Rhea-AI Filing Summary

C&F Financial Corporation announced a planned leadership transition at its C&F Finance subsidiary. S. Dustin Crone will step down as President of C&F Finance on June 30, 2026, remain Chief Executive Officer through December 31, 2026, and then retire. Shawn Moore, currently Executive Vice President and Chief Credit Officer, will become President on June 30, 2026.

A Transition Agreement effective June 30, 2026 sets Mr. Crone’s compensation during the transition, including an annual base salary of $341,000, eligibility for a 2026 cash incentive under the Management Incentive Plan, continued benefits and a company car, but no 2026 equity or deferred compensation awards. If he remains employed through December 31, 2026, unvested company contributions under the Non-Qualified Deferred Compensation Plan for Directors and Executives are intended to vest, and his outstanding restricted stock will vest on December 31, 2028 subject to continued compliance and a release. If he is involuntarily terminated without Cause before December 31, 2026, he will receive a lump-sum severance equal to unpaid base salary through year-end plus $90,000, with no 2026 cash bonus.

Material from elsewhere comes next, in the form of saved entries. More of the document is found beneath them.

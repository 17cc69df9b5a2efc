use async_trait::async_trait;
use std::path::Path;
use std::process::Stdio;
use std::time::Duration;
use tokio::process::Command;
use tracing::{info, warn};

use hostsweep_core::{Finding, Result, ScanConfig, ScanResult, Severity};
use hostsweep_tools::{ToolManager, ToolOverride};

use super::required_target;
use crate::parser::parse_clamscan_log;
use crate::{CommandLine, Scanner};

/// Time budget for the signature refresh
const FRESHCLAM_TIMEOUT: Duration = Duration::from_secs(120);

/// Signature scanning with `clamscan`. Exit code 1 means "infected files
/// found" and is a successful scan.
#[derive(Debug, Clone)]
pub struct ClamAvScanner {
    update_before_scan: bool,
}

impl Default for ClamAvScanner {
    fn default() -> Self {
        Self {
            update_before_scan: true,
        }
    }
}

impl ClamAvScanner {
    #[must_use]
    pub fn from_override(over: &ToolOverride) -> Self {
        Self {
            update_before_scan: over.update_before_scan.unwrap_or(true),
        }
    }

    async fn update_signatures(tools: &ToolManager) {
        let freshclam = match tools.get_tool_path("freshclam") {
            Ok(path) => path,
            Err(e) => {
                warn!(error = %e, "freshclam not available, skipping signature update");
                return;
            }
        };

        info!(path = %freshclam.display(), "Updating ClamAV signatures");
        let run = Command::new(&freshclam)
            .stdin(Stdio::null())
            .stdout(Stdio::piped())
            .stderr(Stdio::piped())
            .kill_on_drop(true)
            .output();

        match tokio::time::timeout(FRESHCLAM_TIMEOUT, run).await {
            Ok(Ok(output)) if output.status.success() => info!("ClamAV signatures updated"),
            Ok(Ok(output)) => warn!(
                code = ?output.status.code(),
                stderr = %String::from_utf8_lossy(&output.stderr).trim(),
                "freshclam failed"
            ),
            Ok(Err(e)) => warn!(error = %e, "Failed to run freshclam"),
            Err(_) => warn!(timeout = FRESHCLAM_TIMEOUT.as_secs(), "freshclam timed out"),
        }
    }
}

#[async_trait]
impl Scanner for ClamAvScanner {
    fn tool_name(&self) -> &str {
        "clamav"
    }

    fn build_command(&self, exe: &Path, config: &ScanConfig, output_dir: &Path) -> Result<CommandLine> {
        let target = required_target(config)?;
        let mut cmd = CommandLine::new(exe);

        if config.target.recursive {
            cmd = cmd.arg("-r");
        }
        cmd = cmd.arg(format!("--log={}", output_dir.join("clamscan.log").display()));
        if let Some(size) = config.extra_str("max_filesize") {
            cmd = cmd.arg(format!("--max-filesize={size}"));
        }
        if let Some(size) = config.extra_str("max_scansize") {
            cmd = cmd.arg(format!("--max-scansize={size}"));
        }
        if config.extra_flag("no_summary") {
            cmd = cmd.arg("--no-summary");
        }

        Ok(cmd.arg(target))
    }

    fn parse_output(&self, result: &ScanResult) -> Result<Vec<Finding>> {
        let log = parse_clamscan_log(&result.stdout);

        Ok(log
            .detections
            .into_iter()
            .map(|d| {
                let raw = serde_json::to_value(&d).unwrap_or_default();
                Finding::new(
                    "clamav",
                    Severity::High,
                    "malware_signature",
                    format!("ClamAV: {}", d.signature),
                    format!(
                        "ClamAV detected known malware signature '{}' in file: {}",
                        d.signature, d.file
                    ),
                    d.file,
                )
                .with_raw_data(raw)
            })
            .collect())
    }

    fn is_success_return_code(&self, code: i32) -> bool {
        code == 1
    }

    async fn before_run(&self, tools: &ToolManager, config: &ScanConfig) {
        if self.update_before_scan && !config.dry_run {
            Self::update_signatures(tools).await;
        }
    }
}

#[cfg(test)]
mod tests {
    use super::*;
    use hostsweep_core::{ScanTarget, SweepError};
    use std::path::PathBuf;

    #[test]
    fn command_line() {
        let config = ScanConfig::new("clamav")
            .target(ScanTarget::path("C:\\Users"))
            .extra_arg("max_filesize", "100M")
            .extra_arg("no_summary", true);
        let cmd = ClamAvScanner::default()
            .build_command(Path::new("clamscan.exe"), &config, Path::new("out"))
            .unwrap();

        let log = format!("--log={}", PathBuf::from("out").join("clamscan.log").display());
        assert_eq!(
            cmd.args,
            ["-r", log.as_str(), "--max-filesize=100M", "--no-summary", "C:\\Users"]
        );
    }

    #[test]
    fn empty_target_is_rejected() {
        let config = ScanConfig::new("clamav").target(ScanTarget::path(""));
        let err = ClamAvScanner::default()
            .build_command(Path::new("clamscan.exe"), &config, Path::new("out"))
            .unwrap_err();
        assert!(matches!(err, SweepError::CommandBuild(_)));
    }

    #[test]
    fn non_recursive_omits_flag() {
        let config = ScanConfig::new("clamav").target(ScanTarget::path("/srv").recursive(false));
        let cmd = ClamAvScanner::default()
            .build_command(Path::new("clamscan"), &config, Path::new("out"))
            .unwrap();
        assert!(!cmd.args.contains(&"-r".to_string()));
        assert_eq!(cmd.args.last().map(String::as_str), Some("/srv"));
    }

    #[test]
    fn detections_become_findings() {
        let mut result = ScanResult::start(&ScanConfig::new("clamav"));
        result.stdout = "/tmp/eicar.com: Eicar-Signature FOUND\n/tmp/ok: OK\n".into();

        let scanner = ClamAvScanner::default();
        let findings = scanner.parse_output(&result).unwrap();
        assert_eq!(findings.len(), 1);
        assert_eq!(findings[0].severity, Severity::High);
        assert_eq!(findings[0].category, "malware_signature");
        assert_eq!(findings[0].target, "/tmp/eicar.com");
        assert_eq!(findings[0].raw_data["signature"], "Eicar-Signature");
        assert!(scanner.is_success_return_code(1));
        assert!(!scanner.is_success_return_code(2));
    }

    #[test]
    fn update_flag_from_override() {
        let scanner = ClamAvScanner::from_override(&ToolOverride {
            update_before_scan: Some(false),
            ..ToolOverride::default()
        });
        assert!(!scanner.update_before_scan);
        assert!(ClamAvScanner::from_override(&ToolOverride::default()).update_before_scan);
    }
}
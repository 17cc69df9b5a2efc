//! Release-host client used to fetch tool builds.

use glob::{MatchOptions, Pattern};
use reqwest::Client as HttpClient;
use serde::de::DeserializeOwned;
use serde::{Deserialize, Serialize};
use std::path::Path;
use std::sync::Arc;
use std::time::Duration;
use tokio::io::AsyncWriteExt;
use tracing::{debug, warn};

use hostsweep_core::{Result, SweepError};

/// Release API base URL
const DEFAULT_BASE_URL: &str = "https://api.github.com";

/// Default request timeout
const DEFAULT_TIMEOUT: Duration = Duration::from_secs(120);

/// A published release
#[derive(Debug, Clone, PartialEq, Eq, Serialize, Deserialize)]
pub struct Release {
    pub tag_name: String,
    #[serde(default)]
    pub name: Option<String>,
    #[serde(default)]
    pub assets: Vec<ReleaseAsset>,
}

/// A downloadable file attached to a release
#[derive(Debug, Clone, PartialEq, Eq, Serialize, Deserialize)]
pub struct ReleaseAsset {
    pub name: String,
    pub browser_download_url: String,
    #[serde(default)]
    pub size: u64,
}

/// First asset whose name matches `pattern`, ignoring case
#[must_use]
pub fn find_matching_asset<'a>(release: &'a Release, pattern: &str) -> Option<&'a ReleaseAsset> {
    let pattern = match Pattern::new(pattern) {
        Ok(p) => p,
        Err(e) => {
            warn!(pattern, error = %e, "Invalid asset pattern");
            return None;
        }
    };
    let options = MatchOptions {
        case_sensitive: false,
        require_literal_separator: false,
        require_literal_leading_dot: false,
    };
    release
        .assets
        .iter()
        .find(|asset| pattern.matches_with(&asset.name, options))
}

/// Client for the release API
#[derive(Clone)]
pub struct ReleaseClient {
    inner: Arc<ClientInner>,
}

struct ClientInner {
    http: HttpClient,
    base_url: String,
}

impl ReleaseClient {
    /// Create a client with default settings
    pub fn new() -> Result<Self> {
        ReleaseClientBuilder::new().build()
    }

    /// Create a builder for custom configuration
    #[must_use]
    pub fn builder() -> ReleaseClientBuilder {
        ReleaseClientBuilder::new()
    }

    /// Fetch the latest release of `repo` (`owner/name`)
    pub async fn latest_release(&self, repo: &str) -> Result<Release> {
        let url = format!("{}/repos/{repo}/releases/latest", self.inner.base_url);
        self.get_json(&url).await
    }

    /// Stream `url` into `dest`, returning the number of bytes written
    pub async fn download_to(&self, url: &str, dest: &Path) -> Result<u64> {
        debug!(url = %url, dest = %dest.display(), "Downloading asset");

        let mut response = self
            .inner
            .http
            .get(url)
            .send()
            .await
            .map_err(|e| SweepError::Http(e.to_string()))?;

        let status = response.status();
        if !status.is_success() {
            return Self::handle_error(status.as_u16(), url, response).await;
        }

        let mut file = tokio::fs::File::create(dest)
            .await
            .map_err(|e| SweepError::io(dest, e))?;
        let mut written = 0u64;

        while let Some(chunk) = response
            .chunk()
            .await
            .map_err(|e| SweepError::Download(e.to_string()))?
        {
            file.write_all(&chunk)
                .await
                .map_err(|e| SweepError::io(dest, e))?;
            written += chunk.len() as u64;
        }
        file.flush().await.map_err(|e| SweepError::io(dest, e))?;

        Ok(written)
    }

    async fn get_json<T: DeserializeOwned>(&self, url: &str) -> Result<T> {
        debug!(url = %url, "GET request");

        let response = self
            .inner
            .http
            .get(url)
            .header("Accept", "application/vnd.github+json")
            .send()
            .await
            .map_err(|e| SweepError::Http(e.to_string()))?;

        let status = response.status();
        if status.is_success() {
            let body = response
                .text()
                .await
                .map_err(|e| SweepError::Http(e.to_string()))?;
            serde_json::from_str(&body).map_err(SweepError::Json)
        } else {
            Self::handle_error(status.as_u16(), url, response).await
        }
    }

    /// Convert an error response to a `SweepError`
    async fn handle_error<T>(status: u16, url: &str, response: reqwest::Response) -> Result<T> {
        let body = response.text().await.unwrap_or_default();

        let message = serde_json::from_str::<serde_json::Value>(&body)
            .ok()
            .and_then(|v| v.get("message").and_then(|m| m.as_str()).map(String::from))
            .unwrap_or(body);

        match status {
            404 => Err(SweepError::NotFound {
                resource: url.to_string(),
            }),
            403 | 429 => {
                warn!(url = %url, "Rate limited by release host");
                Err(SweepError::RateLimited)
            }
            _ => Err(SweepError::Http(format!("{status}: {message}"))),
        }
    }
}

/// Builder for configuring a [`ReleaseClient`]
pub struct ReleaseClientBuilder {
    base_url: String,
    timeout: Duration,
    user_agent: String,
}

impl Default for ReleaseClientBuilder {
    fn default() -> Self {
        Self::new()
    }
}

impl ReleaseClientBuilder {
    #[must_use]
    pub fn new() -> Self {
        Self {
            base_url: DEFAULT_BASE_URL.to_string(),
            timeout: DEFAULT_TIMEOUT,
            user_agent: format!("hostsweep/{}", env!("CARGO_PKG_VERSION")),
        }
    }

    /// Set the base URL (useful for testing)
    #[must_use]
    pub fn base_url(mut self, url: impl Into<String>) -> Self {
        self.base_url = url.into().trim_end_matches('/').to_string();
        self
    }

    /// Set the request timeout
    #[must_use]
    pub const fn timeout(mut self, timeout: Duration) -> Self {
        self.timeout = timeout;
        self
    }

    /// Set the User-Agent header
    #[must_use]
    pub fn user_agent(mut self, agent: impl Into<String>) -> Self {
        self.user_agent = agent.into();
        self
    }

    /// Build the client
    pub fn build(self) -> Result<ReleaseClient> {
        let http = HttpClient::builder()
            .timeout(self.timeout)
            .user_agent(&self.user_agent)
            .gzip(true)
            .build()
            .map_err(|e| SweepError::Http(e.to_string()))?;

        Ok(ReleaseClient {
            inner: Arc::new(ClientInner {
                http,
                base_url: self.base_url,
            }),
        })
    }
}

#[cfg(test)]
mod tests {
    use super::*;
    use wiremock::matchers::{method, path};
    use wiremock::{Mock, MockServer, ResponseTemplate};

    fn release(names: &[&str]) -> Release {
        Release {
            tag_name: "v1.0".into(),
            name: None,
            assets: names
                .iter()
                .map(|n| ReleaseAsset {
                    name: (*n).to_string(),
                    browser_download_url: format!("https://example.invalid/{n}"),
                    size: 0,
                })
                .collect(),
        }
    }

    #[test]
    fn test_asset_match_is_case_insensitive() {
        let rel = release(&[
            "hayabusa-2.17.0-lin-x64-gnu.zip",
            "Hayabusa-2.17.0-WIN-X64.zip",
            "hayabusa-2.17.0-win-x64.zip",
        ]);
        let asset = find_matching_asset(&rel, "hayabusa-*-win-x64.zip").unwrap();
        assert_eq!(asset.name, "Hayabusa-2.17.0-WIN-X64.zip");
    }

    #[test]
    fn test_asset_no_match() {
        let rel = release(&["chainsaw_all_platforms+rules.zip"]);
        assert!(find_matching_asset(&rel, "chainsaw_x86_64-pc-windows-msvc.zip").is_none());
    }

    #[tokio::test]
    async fn test_latest_release() {
        let server = MockServer::start().await;
        Mock::given(method("GET"))
            .and(path("/repos/WithSecureLabs/chainsaw/releases/latest"))
            .respond_with(ResponseTemplate::new(200).set_body_json(serde_json::json!({
                "tag_name": "v2.10.1",
                "assets": [{
                    "name": "chainsaw_x86_64-pc-windows-msvc.zip",
                    "browser_download_url": "https://example.invalid/c.zip",
                    "size": 1234
                }]
            })))
            .mount(&server)
            .await;

        let client = ReleaseClient::builder()
            .base_url(server.uri())
            .build()
            .unwrap();
        let rel = client
            .latest_release("WithSecureLabs/chainsaw")
            .await
            .unwrap();
        assert_eq!(rel.tag_name, "v2.10.1");
        assert_eq!(rel.assets.len(), 1);
        assert_eq!(rel.assets[0].size, 1234);
    }

    #[tokio::test]
    async fn test_error_mapping() {
        let server = MockServer::start().await;
        Mock::given(method("GET"))
            .and(path("/repos/a/missing/releases/latest"))
            .respond_with(ResponseTemplate::new(404))
            .mount(&server)
            .await;
        Mock::given(method("GET"))
            .and(path("/repos/a/limited/releases/latest"))
            .respond_with(
                ResponseTemplate::new(403)
                    .set_body_json(serde_json::json!({"message": "API rate limit exceeded"})),
            )
            .mount(&server)
            .await;

        let client = ReleaseClient::builder()
            .base_url(server.uri())
            .build()
            .unwrap();

        let err = client.latest_release("a/missing").await.unwrap_err();
        assert!(matches!(err, SweepError::NotFound { .. }));

        let err = client.latest_release("a/limited").await.unwrap_err();
        assert!(matches!(err, SweepError::RateLimited));
    }

    #[tokio::test]
    async fn test_download_to_file() {
        let server = MockServer::start().await;
        Mock::given(method("GET"))
            .and(path("/files/tool.exe"))
            .respond_with(ResponseTemplate::new(200).set_body_bytes(b"MZ\x90\x00".to_vec()))
            .mount(&server)
            .await;

        let dir = tempfile::tempdir().unwrap();
        let dest = dir.path().join("tool.exe");
        let client = ReleaseClient::builder()
            .base_url(server.uri())
            .build()
            .unwrap();

        let n = client
            .download_to(&format!("{}/files/tool.exe", server.uri()), &dest)
            .await
            .unwrap();
        assert_eq!(n, 4);
        assert_eq!(std::fs::read(&dest).unwrap(), b"MZ\x90\x00");
    }
}
#[cfg(test)]
mod tests {
    use super::*;
    use std::fs;
    use std::io::Write;
    use wiremock::matchers::{method, path};
    use wiremock::{Mock, MockServer, ResponseTemplate};

    fn manager(dir: &Path) -> ToolManager {
        ToolManager::builder()
            .tools_dir(dir.join("tools"))
            .search_path(dir.join("bin"))
            .build()
    }

    fn touch(path: &Path) {
        fs::create_dir_all(path.parent().unwrap()).unwrap();
        fs::write(path, b"MZ").unwrap();
    }

    #[test]
    fn test_unknown_tool() {
        let dir = tempfile::tempdir().unwrap();
        let tools = manager(dir.path());
        assert!(matches!(
            tools.check_tool("nmap"),
            Err(SweepError::UnknownTool(_))
        ));
        assert!(matches!(
            tools.get_tool_path("nmap"),
            Err(SweepError::UnknownTool(_))
        ));
    }

    #[test]
    fn test_absent_tool_is_not_installed() {
        let dir = tempfile::tempdir().unwrap();
        let tools = manager(dir.path());
        let info = tools.check_tool("hayabusa").unwrap();
        assert!(!info.installed);
        assert!(info.path.is_none());

        let err = tools.get_tool_path("hayabusa").unwrap_err();
        assert!(matches!(err, SweepError::ToolNotFound { .. }));
        assert!(err.to_string().contains("hostsweep setup --tool hayabusa"));
    }

    #[test]
    fn test_tools_dir_resolution_order() {
        let dir = tempfile::tempdir().unwrap();
        let tools = manager(dir.path());
        let root = dir.path().join("tools");

        touch(&root.join("chainsaw.exe"));
        assert_eq!(
            tools.get_tool_path("chainsaw").unwrap(),
            root.join("chainsaw.exe")
        );

        touch(&root.join("chainsaw").join("b").join("chainsaw.exe"));
        touch(&root.join("chainsaw").join("a").join("chainsaw.exe"));
        assert_eq!(
            tools.get_tool_path("chainsaw").unwrap(),
            root.join("chainsaw").join("a").join("chainsaw.exe")
        );

        touch(&root.join("chainsaw").join("chainsaw.exe"));
        assert_eq!(
            tools.get_tool_path("chainsaw").unwrap(),
            root.join("chainsaw").join("chainsaw.exe")
        );
    }

    #[test]
    fn test_configured_path_wins() {
        let dir = tempfile::tempdir().unwrap();
        let custom = dir.path().join("custom").join("clamscan.exe");
        touch(&custom);
        touch(&dir.path().join("tools").join("clamav").join("clamscan.exe"));

        let tools = ToolManager::builder()
            .tools_dir(dir.path().join("tools"))
            .search_path(dir.path().join("bin"))
            .tool_override(
                "clamav",
                ToolOverride {
                    path: Some(custom.clone()),
                    ..ToolOverride::default()
                },
            )
            .build();
        assert_eq!(tools.get_tool_path("clamav").unwrap(), custom);
    }

    #[test]
    fn test_missing_configured_path_falls_back() {
        let dir = tempfile::tempdir().unwrap();
        let fallback = dir.path().join("tools").join("clamav").join("clamscan.exe");
        touch(&fallback);

        let tools = ToolManager::builder()
            .tools_dir(dir.path().join("tools"))
            .search_path(dir.path().join("bin"))
            .tool_override(
                "clamav",
                ToolOverride {
                    path: Some(dir.path().join("nope.exe")),
                    ..ToolOverride::default()
                },
            )
            .build();
        assert_eq!(tools.get_tool_path("clamav").unwrap(), fallback);
    }

    #[cfg(unix)]
    #[test]
    fn test_search_path_is_last_resort() {
        use std::os::unix::fs::PermissionsExt;

        let dir = tempfile::tempdir().unwrap();
        let bin = dir.path().join("bin").join("yr.exe");
        touch(&bin);
        fs::set_permissions(&bin, fs::Permissions::from_mode(0o755)).unwrap();

        let tools = manager(dir.path());
        assert_eq!(tools.get_tool_path("yara_x").unwrap(), bin);

        let local = dir.path().join("tools").join("yara_x").join("yr.exe");
        touch(&local);
        assert_eq!(tools.get_tool_path("yara_x").unwrap(), local);
    }

    #[test]
    fn test_extra_tool_registration() {
        let dir = tempfile::tempdir().unwrap();
        let tools = ToolManager::builder()
            .tools_dir(dir.path().join("tools"))
            .search_path(dir.path().join("bin"))
            .tool(ToolInfo::new("mock", "Mock Tool", "mock.sh"))
            .build();
        assert!(tools.tool_names().contains(&"mock".to_string()));
        assert_eq!(tools.tool_names().len(), 12);
        assert!(!tools.check_tool("mock").unwrap().installed);
        assert_eq!(tools.check_all_tools().len(), 12);
    }

    #[tokio::test]
    async fn test_verify_integrity() {
        let dir = tempfile::tempdir().unwrap();
        let exe = dir.path().join("tools").join("sigcheck").join("sigcheck64.exe");
        fs::create_dir_all(exe.parent().unwrap()).unwrap();
        let mut f = fs::File::create(&exe).unwrap();
        write!(f, "hello world").unwrap();

        let pinned = |hash: &str| {
            ToolManager::builder()
                .tools_dir(dir.path().join("tools"))
                .search_path(dir.path().join("bin"))
                .tool_override(
                    "sigcheck",
                    ToolOverride {
                        expected_hash: Some(hash.to_string()),
                        ..ToolOverride::default()
                    },
                )
                .build()
        };

        assert!(manager(dir.path())
            .verify_tool_integrity("sigcheck")
            .await
            .unwrap());
        assert!(pinned("B94D27B9934D3E08A52E52D7DA7DABFAC484EFE37A5380EE9088F7ACE2EFCDE9")
            .verify_tool_integrity("sigcheck")
            .await
            .unwrap());
        assert!(!pinned("00")
            .verify_tool_integrity("sigcheck")
            .await
            .unwrap());
        assert!(!pinned("00")
            .verify_tool_integrity("listdlls")
            .await
            .unwrap());
        assert!(pinned("00").verify_tool_integrity("bogus").await.is_err());
    }

    #[tokio::test]
    async fn test_manual_tool_is_not_downloaded() {
        let dir = tempfile::tempdir().unwrap();
        let tools = manager(dir.path());
        assert!(!tools.download_tool("sysmon").await.unwrap());
        assert!(tools.download_tool("bogus").await.is_err());
    }

    fn zip_bytes(entries: &[(&str, &[u8])]) -> Vec<u8> {
        let mut zip = zip::ZipWriter::new(std::io::Cursor::new(Vec::new()));
        for (name, data) in entries {
            zip.start_file(*name, zip::write::SimpleFileOptions::default())
                .unwrap();
            zip.write_all(data).unwrap();
        }
        zip.finish().unwrap().into_inner()
    }

    #[tokio::test]
    async fn test_download_extracts_and_renames() {
        let server = MockServer::start().await;
        let asset = "hayabusa-2.17.0-win-x64.zip";
        Mock::given(method("GET"))
            .and(path("/repos/Yamato-Security/hayabusa/releases/latest"))
            .respond_with(ResponseTemplate::new(200).set_body_json(serde_json::json!({
                "tag_name": "v2.17.0",
                "assets": [
                    {"name": "hayabusa-2.17.0-lin-x64-gnu.zip",
                     "browser_download_url": format!("{}/dl/linux.zip", server.uri())},
                    {"name": asset,
                     "browser_download_url": format!("{}/dl/{asset}", server.uri())}
                ]
            })))
            .mount(&server)
            .await;
        Mock::given(method("GET"))
            .and(path(format!("/dl/{asset}")))
            .respond_with(ResponseTemplate::new(200).set_body_bytes(zip_bytes(&[
                ("hayabusa-2.17.0-win-x64.exe", b"MZ"),
                ("rules/config.yml", b"x: 1"),
            ])))
            .mount(&server)
            .await;

        let dir = tempfile::tempdir().unwrap();
        let client = ReleaseClient::builder()
            .base_url(server.uri())
            .build()
            .unwrap();
        let tools = ToolManager::builder()
            .tools_dir(dir.path().join("tools"))
            .search_path(dir.path().join("bin"))
            .release_client(client)
            .build();

        assert!(tools.download_tool("hayabusa").await.unwrap());

        let tool_dir = dir.path().join("tools").join("hayabusa");
        assert_eq!(
            tools.get_tool_path("hayabusa").unwrap(),
            tool_dir.join("hayabusa.exe")
        );
        assert!(!tool_dir.join(asset).exists());
        assert!(tool_dir.join("rules").join("config.yml").is_file());
    }

    #[tokio::test]
    async fn test_download_failures_return_false() {
        let server = MockServer::start().await;
        Mock::given(method("GET"))
            .and(path("/repos/WithSecureLabs/chainsaw/releases/latest"))
            .respond_with(ResponseTemplate::new(200).set_body_json(serde_json::json!({
                "tag_name": "v2.10.1",
                "assets": [{"name": "chainsaw_all_platforms.zip",
                            "browser_download_url": "http://127.0.0.1:1/none"}]
            })))
            .mount(&server)
            .await;
        Mock::given(method("GET"))
            .and(path("/repos/VirusTotal/yara-x/releases/latest"))
            .respond_with(ResponseTemplate::new(429))
            .mount(&server)
            .await;

        let dir = tempfile::tempdir().unwrap();
        let client = ReleaseClient::builder()
            .base_url(server.uri())
            .build()
            .unwrap();
        let tools = ToolManager::builder()
            .tools_dir(dir.path().join("tools"))
            .search_path(dir.path().join("bin"))
            .release_client(client)
            .build();

        assert!(!tools.download_tool("chainsaw").await.unwrap());
        assert!(!tools.download_tool("yara_x").await.unwrap());
    }

    #[tokio::test]
    async fn test_bootstrap_skips_installed_and_manual() {
        let server = MockServer::start().await;
        Mock::given(method("GET"))
            .respond_with(ResponseTemplate::new(404))
            .mount(&server)
            .await;

        let dir = tempfile::tempdir().unwrap();
        touch(&dir.path().join("tools").join("chainsaw").join("chainsaw.exe"));

        let client = ReleaseClient::builder()
            .base_url(server.uri())
            .build()
            .unwrap();
        let tools = ToolManager::builder()
            .tools_dir(dir.path().join("tools"))
            .search_path(dir.path().join("bin"))
            .release_client(client)
            .build();

        let results = tools.bootstrap_all(true).await;
        assert_eq!(results.len(), 11);
        assert_eq!(results.get("chainsaw"), Some(&true));
        assert_eq!(results.get("sysmon"), Some(&false));
        assert_eq!(results.get("hayabusa"), Some(&false));
        assert_eq!(results.get("clamav"), Some(&false));
    }
}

The Board also amended the Non-Qualified Deferred Compensation Plan for Directors and Executives to allow more than one discretionary supplemental retirement (SERP) contribution per year and more flexible vesting terms, and approved an additional $100,000 SERP contribution for Thomas F. Cherry, President and Chief Executive Officer of the Corporation and the Bank, to be made in 2026.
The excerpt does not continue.